Pacific Standard‘s Tom Jacobs brings us a psychological profile of conspiracy theorists, warning that “unstable self-esteem . . . and a strong sense of belongingness” are strongly correlated with these beliefs, though researchers add that the new data “suggest[s] that conspiracy beliefs actually emerge from social motives—namely, a genuine concern for other people that are victimized, endangered, deceived, or otherwise threatened,” This new take comes on the heels of advice from the fine fellows at The Atlantic that we should, in fact, be a little more paranoid, given how deeply in thrall we are to government and corporate surveillance. We’ll hang onto our tinfoil hats for the time being, just in case.

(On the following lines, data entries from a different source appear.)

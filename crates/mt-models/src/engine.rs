//! ML engine trait and registry

use crate::error::{ModelError, ModelResult};
use async_trait::async_trait;
use mt_core::{ModelVersion, ProjectName, RowBatch, ScalarType, TrainingParams};
use std::collections::BTreeMap;
use std::sync::Arc;

/// A training and prediction backend.
///
/// `predict` returns only the prediction columns, one row per input row in
/// input order; merging onto the input is the caller's job.
#[async_trait]
pub trait MlEngine: Send + Sync {
    /// Name used in `USING engine = ...`
    fn name(&self) -> &str;

    /// Reject bad parameters before a version number is allocated
    fn validate(&self, params: &TrainingParams) -> ModelResult<()>;

    /// Train a version. `data` is the materialized training query, if any.
    async fn train(&self, version: &ModelVersion, data: Option<&RowBatch>) -> ModelResult<()>;

    /// Produce predictions for every input row
    async fn predict(&self, version: &ModelVersion, input: &RowBatch) -> ModelResult<RowBatch>;

    /// Shape of the prediction columns
    fn output_columns(&self, version: &ModelVersion) -> Vec<(String, ScalarType)>;
}

/// Runs training queries on behalf of the version manager
#[async_trait]
pub trait TrainingDataLoader: Send + Sync {
    async fn load(&self, project: &ProjectName, query: &str) -> ModelResult<RowBatch>;
}

/// Engines available to the manager, keyed by lower-cased name
pub struct EngineRegistry {
    engines: BTreeMap<String, Arc<dyn MlEngine>>,
    default_engine: String,
}

impl EngineRegistry {
    /// An empty registry whose default engine is `default_engine`
    pub fn new(default_engine: impl Into<String>) -> Self {
        Self {
            engines: BTreeMap::new(),
            default_engine: default_engine.into().to_ascii_lowercase(),
        }
    }

    /// Register an engine under its own name
    pub fn register(&mut self, engine: Arc<dyn MlEngine>) {
        self.engines
            .insert(engine.name().to_ascii_lowercase(), engine);
    }

    pub fn with_engine(mut self, engine: Arc<dyn MlEngine>) -> Self {
        self.register(engine);
        self
    }

    /// Look up an engine by name
    pub fn get(&self, name: &str) -> ModelResult<Arc<dyn MlEngine>> {
        self.engines
            .get(&name.to_ascii_lowercase())
            .cloned()
            .ok_or_else(|| ModelError::UnknownEngine(name.to_string()))
    }

    pub fn default_engine(&self) -> &str {
        &self.default_engine
    }

    pub fn names(&self) -> Vec<&str> {
        self.engines.keys().map(String::as_str).collect()
    }
}

impl Default for EngineRegistry {
    /// Registry with the built-in dummy engine as default
    fn default() -> Self {
        EngineRegistry::new(crate::dummy::DUMMY_ENGINE)
            .with_engine(Arc::new(crate::dummy::DummyEngine::new()))
    }
}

• Today in billionaires: the startup mogul behind the 5-Hour Energy drink thinks he’s got just the desalination technology to solve California’s water woes. As he told Fortune, he’s got plans to make a hefty profit on the “Rain Maker” technology, though he promises to give a few away in impoverished places. Ironically, the Rain Maker is being developed in a lab in the suburbs of Detroit, a city whose residents are still appealing the ruling that they have “no right to water.”